In dieser Installation fast am Ende der Ausstellung "Outer Space" in der Bonner Bundeskunsthalle läuft alles zusammen, was die Faszination Weltraum ausmacht: Der Urtraum, ins Unbekannte, zu den Sternen, ins All zu reisen, aber auch der wahnwitzige west-östliche Wettlauf zum Mond im Kalten Krieg, der mit dem Sputnik-Schock von 1957 die USA aufrüttelte und mit der Mondlandung 1969 von Apollo 11 einen Etappensieg der USA verzeichnete. Die "Bild" titelte damals: "Der Mond ist jetzt ein Ami."

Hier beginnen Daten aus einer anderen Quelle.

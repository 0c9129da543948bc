//! Error handling for DPM.
//!
//! Two layers, following the same split the rest of the codebase uses for
//! results in general:
//! 1. [`DpmError`] - strongly-typed failure cases for precise handling
//! 2. [`ErrorContext`] - a display wrapper that adds an actionable suggestion
//!    for CLI users
//!
//! Dependency-level problems (missing cache directory, invalid package
//! manifest, malformed identifier) are deliberately *not* errors at the build
//! level: the build engine degrades them to warnings and omits the offending
//! dependency. `DpmError` covers the failures that abort an operation.

use colored::Colorize;
use std::fmt;
use thiserror::Error;

/// The main error type for DPM operations.
#[derive(Error, Debug)]
pub enum DpmError {
    /// No `dpm.json` was found in the working directory or any parent.
    #[error("No dpm.json found in the current directory or any parent directory")]
    ManifestNotFound,

    /// A manifest file exists but could not be parsed.
    #[error("Invalid manifest file {file}")]
    ManifestParseError {
        /// Path to the manifest that failed to parse
        file: String,
        /// Specific reason for the parsing failure
        reason: String,
    },

    /// A package identifier string is not of the form `owner/repo[/branch]`.
    #[error("Invalid package identifier: {spec}")]
    InvalidPackageId {
        /// The identifier string as given
        spec: String,
    },

    /// The project content has no pack descriptor to merge overlays into.
    #[error("No {file} found in project content at {path}")]
    PackDescriptorMissing {
        /// Descriptor file name
        file: String,
        /// Directory that was expected to contain it
        path: String,
    },

    /// The pack descriptor exists but is not a JSON object.
    #[error("Invalid pack descriptor {path}: {reason}")]
    PackDescriptorInvalid {
        /// Path to the offending descriptor
        path: String,
        /// Why it was rejected
        reason: String,
    },

    /// A version range expression did not match the supported grammar.
    ///
    /// Rejected eagerly when a manifest is validated, so an unparseable
    /// range never reaches the overlay assembly stage.
    #[error("Invalid version range expression: {expr}")]
    InvalidFormatRange {
        /// The offending range expression
        expr: String,
    },

    /// A remote package could not be fetched or extracted.
    #[error("Failed to fetch package {package}: {reason}")]
    PackageFetchFailed {
        /// Display name of the package
        package: String,
        /// Why the fetch failed
        reason: String,
    },

    /// Exporting the finished tree to the output directory failed.
    #[error("Failed to export build to {path}")]
    ExportFailed {
        /// Output directory path
        path: String,
        /// Underlying failure
        reason: String,
    },

    /// I/O error from [`std::io::Error`].
    #[error("IO error: {0}")]
    IoError(#[from] std::io::Error),

    /// JSON error from [`serde_json::Error`].
    #[error("JSON error: {0}")]
    JsonError(#[from] serde_json::Error),
}

/// An error paired with an optional suggestion and details for CLI display.
///
/// Produced by [`user_friendly_error`]; `display()` prints the chain in the
/// same red/yellow scheme the rest of the CLI output uses.
pub struct ErrorContext {
    /// The underlying error
    pub error: anyhow::Error,
    /// A short, actionable hint shown below the error
    pub suggestion: Option<String>,
}

impl ErrorContext {
    /// Wrap an error with no suggestion.
    pub fn new(error: anyhow::Error) -> Self {
        Self {
            error,
            suggestion: None,
        }
    }

    /// Attach a suggestion line.
    #[must_use]
    pub fn with_suggestion(mut self, suggestion: impl Into<String>) -> Self {
        self.suggestion = Some(suggestion.into());
        self
    }

    /// Print the error (and suggestion, if any) to stderr with color.
    pub fn display(&self) {
        eprintln!("{} {}", "error:".red().bold(), self.error);
        for cause in self.error.chain().skip(1) {
            eprintln!("  {} {}", "caused by:".red(), cause);
        }
        if let Some(suggestion) = &self.suggestion {
            eprintln!("{} {}", "hint:".yellow().bold(), suggestion);
        }
    }
}

impl fmt::Display for ErrorContext {
    fn fmt(&self, f: &mut fmt::Formatter<'_>) -> fmt::Result {
        write!(f, "{}", self.error)?;
        if let Some(suggestion) = &self.suggestion {
            write!(f, "\nhint: {suggestion}")?;
        }
        Ok(())
    }
}

/// Convert any error into an [`ErrorContext`] with a contextual suggestion.
pub fn user_friendly_error(error: anyhow::Error) -> ErrorContext {
    let suggestion = match error.downcast_ref::<DpmError>() {
        Some(DpmError::ManifestNotFound) => {
            Some("Run 'dpm init' to create a dpm.json in this directory".to_string())
        }
        Some(DpmError::InvalidPackageId { .. }) => {
            Some("Package identifiers look like 'owner/repo' or 'owner/repo/branch'".to_string())
        }
        Some(DpmError::PackDescriptorMissing { file, .. }) => Some(format!(
            "Every datapack needs a {file} at the root of its source tree"
        )),
        Some(DpmError::InvalidFormatRange { .. }) => Some(
            "Supported range forms: '*', 'N', 'A-B', '<N', '<=N', '>N', '>=N'".to_string(),
        ),
        _ => None,
    };
    ErrorContext { error, suggestion }
}

#[cfg(test)]
mod tests {
    use super::*;

    #[test]
    fn manifest_not_found_suggests_init() {
        let ctx = user_friendly_error(DpmError::ManifestNotFound.into());
        assert!(ctx.suggestion.unwrap().contains("dpm init"));
    }

    #[test]
    fn io_errors_have_no_suggestion() {
        let err = DpmError::IoError(std::io::Error::other("boom"));
        let ctx = user_friendly_error(err.into());
        assert!(ctx.suggestion.is_none());
    }

    #[test]
    fn display_includes_suggestion() {
        let ctx = ErrorContext::new(anyhow::anyhow!("something broke"))
            .with_suggestion("try turning it off and on again");
        let rendered = format!("{ctx}");
        assert!(rendered.contains("something broke"));
        assert!(rendered.contains("hint: try turning it off and on again"));
    }
}
//! `dpm dev` - watch the project and rebuild incrementally.

use std::sync::Arc;

use anyhow::Result;

use crate::builder::DpmBuilder;
use crate::core::{DpmError, Reporter};
use crate::manifest::{ProjectManifest, find_project_manifest};
use crate::watcher::WatchReconciler;

pub async fn execute(reporter: Arc<dyn Reporter>) -> Result<()> {
    let cwd = std::env::current_dir()?;
    let manifest_path = find_project_manifest(&cwd).ok_or(DpmError::ManifestNotFound)?;
    let project_dir = manifest_path
        .parent()
        .expect("manifest path has a parent")
        .to_path_buf();
    let manifest = ProjectManifest::load(&manifest_path)?;

    // Stage chatter off: in the dev loop only warnings and the per-change
    // outcome are interesting.
    let builder = DpmBuilder::new(&project_dir)
        .with_reporter(Arc::clone(&reporter))
        .with_stage_logging(false);

    // Bring the output up to date before watching.
    match builder.build().await {
        Ok(()) => reporter.success("Initial build complete"),
        Err(e) => reporter.error(&format!("Initial build failed: {e:#}")),
    }

    let reconciler = WatchReconciler::new(&project_dir, &manifest);
    reconciler.run(&builder).await
}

Fantasien und Mythen, Technik und politisches Kalkül, Triumphe und Tragödien, Sehnsucht und Enttäuschung: Die Kuratoren Stephan Andreae und Claudia Dichter haben aus diesem Spannungsfeld ein labyrinthisches Gefüge von Themen und Räumen konzipiert, das Wissenschaft, Kulturgeschichte und Kunst in einen Dialog über Utopien und Wirklichkeit der Raumfahrt bringt und sich als Essay versteht.

Der beginnt mit einer veritablen bordeauxfarbenen Kunst- und Raritätenkammer, in der neben dem Donnerstein von Ensisheim - einem kapitalen zentnerschweren Meteoriten, der anno 1492 aufs Elsass niedersauste - und der Kopie der rund 4000 Jahre alten Himmelsscheibe von Nebra, dem ältesten Abbild des Sternenhimmels, Rubens' pralles Historiengemälde von der Entstehung der Milchstraße aus dem Madrider Prado zu sehen ist.

Während man noch in den Milchstrahl vertieft ist, der aus Heras Brust schießt und sich auf dem Himmel abzeichnet, hört man schon mit Gedröhn den Start einer Sojusrakete 2013 in Richtung ISS aus dem Nebenraum.

Alle 20 Minuten hebt sie in einer neun Meter hohen Projektion ab, flankiert von einem historischen Kaleidoskop, das Fritz Langs Raumfantasien und Karl Hans Jankes utopisches "Weltall-Echo" ebenso umfasst wie die perfide Raketenwaffe V2 der Nazis in Peenemünde, die von Wernher von Braun entwickelt wurde - der nach dem Krieg in Amerika unter anderem für die NASA arbeitete.

Vom propagandistisch ausgeschlachteten Wettlauf zum Mond, von den Raketenäffchen Miss Able und Miss Baker, aber auch von den Toten der Raumfahrt handelt ein weiteres Kapitel. In blaues Licht getaucht ein Künstlerraum von Via Lewandowsky, der fiktive Überreste des 1967 gestorbenen Kosmonauten Wladimir Komarow zeigt; aus dem Lautsprecher der letzte Funkkontakt, abgefangen von einer US-Spionagestation.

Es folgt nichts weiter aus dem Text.